Même si le film a une ouverture assez dramatique (un missile passe en sifflant tout près, bien trop près pour qu’on se sente en sécurité, et le réalisateur lui-même doit courir pour aller se cacher, avec sa caméra), il nous immerge vraiment dans la vie (et la mort) pendant la guerre, de manière brute, sans aucun ornement. Ce genre de vie est en grande partie faite d'attente ; on passe de longs moments à guetter le panorama de la ville en ruines à travers des vitres cassées, tandis que des panaches de fumée s'élèvent là-bas au loin, au son des coups de feu et des bombes qui éclatent.

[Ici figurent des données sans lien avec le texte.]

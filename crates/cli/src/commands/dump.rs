//! `dump` command: print every public field of a section.

use anyhow::Result;
use jsoncfg::{SourceDescriptor, ViewOptions};

use super::open_view;

pub fn run(descriptor: &SourceDescriptor, options: ViewOptions, prefix: Option<&str>) -> Result<()> {
    let view = open_view(descriptor, options)?;
    let fields = view.enumerate(prefix);
    tracing::debug!(count = fields.len(), section = %view.section(), "Dumping fields");
    println!("{}", serde_json::to_string_pretty(&fields)?);
    Ok(())
}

Les femmes cuisinent dans des grandes marmites sur un feu à même le sol, et les hommes essaient de fouiller les décombres pour trouver des outils, des clous et des fragments de matériaux pour réparer portes et fenêtres. Ils trouvent un générateur dans une maison devant laquelle deux cadavres commencent déjà à sentir.

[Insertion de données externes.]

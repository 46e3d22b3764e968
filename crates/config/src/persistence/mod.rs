//! On-disk vault containers.
//!
//! Responsibilities:
//! - Provision vault containers (create parents and an empty file).
//! - Seal and unseal an encrypted JSON document inside a container.
//!
//! Does NOT handle:
//! - Loading configuration documents (see `loader`).
//! - Any write to configuration documents; those are read-only.
//!
//! Invariants:
//! - Provisioning is idempotent and never touches an existing file.
//! - Sealed writes are atomic (temp file + rename).

mod seal;
mod vault;

pub use vault::{VaultBuilder, VaultContainer, provisioning_path};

On a déjà vu des images de la ville détruite, mais là, voilà qu'on a l'occasion de passer 112 minutes avec les gens dont les logis et les proches ont disparu pour toujours. Et pourtant, on sent ici peu de peur : quand une explosion résonne au loin, les gens se baissent ou tressautent, par instinct, mais ils continuent de vaquer à leurs activités quotidiennes, car il y a toujours quelque chose à faire dans ce genre de situation. Ils discutent de choses qui sont des préoccupations immédiates, s'aventurent parfois dans leurs souvenirs ou (rarement) leurs opinions, mais comme ce documentaire est le travail d'un seul homme, la plupart des dialogues sont à peine audibles, et encore moins sont sous-titrés, ce qui est résolument voulu. Le film, qui consiste avant tout des plans longs, requiert du spectateur qu'il soit présent et qu'il observer, au lieu d’offrir un point de vue politique ou une information significative.

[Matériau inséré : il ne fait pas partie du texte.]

//! Command dispatch logic.
//!
//! Responsibilities:
//! - Route parsed CLI arguments to the appropriate command handlers.
//! - Turn global options into the descriptor and view options commands share.
//!
//! Does NOT handle:
//! - CLI structure definitions (see `args` module).
//! - Logging setup or exit codes (see `main()`).

use anyhow::Result;

use crate::args::{Cli, Commands};
use crate::commands;

/// Dispatch CLI commands to their respective handlers.
pub(crate) fn run_command(cli: Cli) -> Result<()> {
    let descriptor = cli.descriptor();
    let options = cli.view_options();

    match cli.command {
        Commands::Resolve { candidates } => commands::resolve::run(&descriptor, candidates),
        Commands::Get { key, default } => {
            commands::get::run(&descriptor, options, &key, default.as_deref())
        }
        Commands::Dump { prefix } => commands::dump::run(&descriptor, options, prefix.as_deref()),
        Commands::Vault { command } => commands::vault::run(command),
    }
}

Tendit que les forces ennemies approchent, on voit non seulement de la fumée, mais des brasiers qui se détachent du ciel du soir. L’église est sur le point de fermer et les gens demandent où ils sont censés aller. Le prêtre, qui insistait précédemment pour dire qu’ils avaient survécu parce qu’ils étaient proches de Dieu (contrairement à ceux qui se sont abrités dans les usines ou au théâtre), ne donne aucune réponse.

Avant la télévision, les gens obtenaient des informations sur les guerres lointaines en voyant les actualités qui passaient avant les films au cinéma. Ford, Huston et Capra sont connus pour avoir réalisé des films de propagande pendant la Seconde Guerre mondiale. À présent, à l'ère où la guerre de l’information (dont on pourrait avancer qu'elle est d'ores et déjà gagnée par les Ukrainiens) est tout aussi importante que la vraie guerre, on a l’occasion de voir la première d'un grand documentaire artistique au festival de cinéma le plus important du monde, à peine quelques jours après que la ville dans laquelle il a été fait est tombée au moins des agresseurs. Ceci, en soi, est un événement historique.

Mariupolis 2 est une coproduction entre les sociétés lituaniennes Studio Uljana Kim et Extimacy Films, Easy Rider Films (France) et Twenty Twenty Vision. (Allemagne). Les droits internationaux du film sont gérés par The Match Factory.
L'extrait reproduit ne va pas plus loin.